Crazy weather, global warming, government out of control, Iraq…Ugly times, Barbara reflected, slowing down to turn onto Greenhill Road.

“I hate to get Bailey involved before we even know if we'll have a case to defend,” Barbara said on Frank's porch a little later after they had laid out the plans for the coming weeks. “But, neither do I want to wait any longer. I've noticed that November comes charging along pretty fast.”

“We shouldn't wait,” Frank agreed. “We're in, and I assume a charge will come along.”

“Right. Hoggarth's questions will give us an idea about what they have. There's no forensic evidence to link David with either death. No DNA, no fibers, no eyewitness, nothing.”

“So they rely on opportunity and motive,” Frank said. “Many cases have been won on no more than that.”

“I know. But I also know it's easier to shoot down a case with no more than that. I'm counting on nothing more turning up. Maybe that's too strong. I'm hoping nothing more turns up. It sure would be fine if Robert had been the kind of guy who makes bitter enemies with murder in their hearts, but there's no sign of that. A go-along, get-along sort of guy, everyone's pal. No doubt a little corruption, some shady deals along the way, maybe influence peddling, money under the table, a bit of philandering. But nothing really big-time.”

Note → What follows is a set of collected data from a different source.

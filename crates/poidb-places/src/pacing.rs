//! Fixed-interval pacing between provider requests.
//!
//! The Places API throttles bursts and rejects continuation tokens that are
//! used too soon after they are issued. [`Pacer`] owns every deliberate pause
//! in a run so the search and fetch code stays free of sleeps, and tests can
//! run with [`Pacer::disabled`].

use std::time::Duration;

/// Delay schedule applied between provider requests.
///
/// | Pause | Default | When |
/// |-------|---------|------|
/// | batch | 1 s | after each sub-batch of detail fetches |
/// | page token | 2 s | before a request that uses a continuation token |
/// | category | 1 s | after each category search of an area |
#[derive(Debug, Clone, Copy, PartialEq, Eq)]
pub struct Pacer {
    batch_delay: Duration,
    page_token_delay: Duration,
    category_delay: Duration,
}

impl Default for Pacer {
    fn default() -> Self {
        Self::new(
            Duration::from_secs(1),
            Duration::from_secs(2),
            Duration::from_secs(1),
        )
    }
}

impl Pacer {
    #[must_use]
    pub const fn new(
        batch_delay: Duration,
        page_token_delay: Duration,
        category_delay: Duration,
    ) -> Self {
        Self {
            batch_delay,
            page_token_delay,
            category_delay,
        }
    }

    /// A pacer that never sleeps.
    #[must_use]
    pub const fn disabled() -> Self {
        Self::new(Duration::ZERO, Duration::ZERO, Duration::ZERO)
    }

    #[must_use]
    pub const fn batch_delay(&self) -> Duration {
        self.batch_delay
    }

    #[must_use]
    pub const fn page_token_delay(&self) -> Duration {
        self.page_token_delay
    }

    #[must_use]
    pub const fn category_delay(&self) -> Duration {
        self.category_delay
    }

    pub async fn after_batch(&self) {
        pause(self.batch_delay).await;
    }

    /// Waits until a freshly issued continuation token becomes valid.
    pub async fn before_page_token(&self) {
        pause(self.page_token_delay).await;
    }

    pub async fn after_category(&self) {
        pause(self.category_delay).await;
    }
}

async fn pause(delay: Duration) {
    if !delay.is_zero() {
        tokio::time::sleep(delay).await;
    }
}

#[cfg(test)]
mod tests {
    use std::time::Instant;

    use super::*;

    #[test]
    fn default_schedule_matches_provider_guidance() {
        let pacer = Pacer::default();
        assert_eq!(pacer.batch_delay(), Duration::from_secs(1));
        assert_eq!(pacer.page_token_delay(), Duration::from_secs(2));
        assert_eq!(pacer.category_delay(), Duration::from_secs(1));
    }

    #[tokio::test]
    async fn disabled_pacer_returns_immediately() {
        let pacer = Pacer::disabled();
        let started = Instant::now();
        pacer.after_batch().await;
        pacer.before_page_token().await;
        pacer.after_category().await;
        assert!(started.elapsed() < Duration::from_millis(50));
    }

    #[tokio::test]
    async fn each_pause_waits_its_own_interval() {
        let pacer = Pacer::new(
            Duration::from_millis(20),
            Duration::from_millis(40),
            Duration::ZERO,
        );

        let started = Instant::now();
        pacer.before_page_token().await;
        assert!(started.elapsed() >= Duration::from_millis(40));

        let started = Instant::now();
        pacer.after_batch().await;
        assert!(started.elapsed() >= Duration::from_millis(20));
    }
}
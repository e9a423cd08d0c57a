pub mod app_config;
pub mod config;
pub mod plan;

pub use app_config::AppConfig;
pub use config::{load_app_config, load_app_config_from_env};
pub use plan::{load_plan, Area, SearchPlan, DEFAULT_CATEGORIES};

use thiserror::Error;

#[derive(Debug, Error)]
pub enum ConfigError {
    #[error("invalid value for {var}: {reason}")]
    InvalidEnvVar { var: String, reason: String },

    #[error("failed to read search plan {path}: {source}")]
    PlanFileIo {
        path: String,
        #[source]
        source: std::io::Error,
    },

    #[error("failed to parse search plan: {0}")]
    PlanFileParse(#[source] serde_yaml::Error),

    #[error("search plan validation failed: {0}")]
    Validation(String),
}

Frank went inside to make a peach cobbler, and she continued to sit on his porch, surveying his garden. Weedless, neat, beautifully tended. She compared it to the garden in Darren's yard, and had to fight back a surge of guilt. She had weeded it half-heartedly a time or two during Darren's absence, but mostly she had forgotten it. A garden needed constant weeding, she had come to realize. Abruptly, she stood and went inside for a glass of wine.

That evening they had what Frank called an old-fashioned country dinner—ham, potato salad, a green salad, snap beans, sliced tomatoes and corn bread, topped with a peach cobbler. He had made an incredible amount of everything. There were plenty of leftovers for the noncooks.

As they ate Todd talked excitedly about the science project he had decided to put together. “See, it's going to be in two parts, a slide show of the glaciers and how much they've melted already, and how much the sea ice has melted. You know, polar bear habitat. With commentary. That's part one. For the other part I need two clear glass things, jars or something, with straight sides, and the same size. I'll put a brick or something like that with a block of ice on it in one, and the same size ice in the other one, not on anything. Then fill them both to the same level with salt water. One represents sea ice and the other one glaciers on land. Then let the ice melt. Sea ice won't make the water rise, but the melting glacier will. Then I'll measure the salinity again to show that it's not as salty as before, and that kills a lot of things that live in salt water. Climate-change demonstration.”

He looked triumphant and obviously enjoyed the approval the others voiced for his project. “You're doing your part,” Frank said. “That's a very fine project. If you need help finding your containers, give me a call. I have plenty of time to help you scout them out.”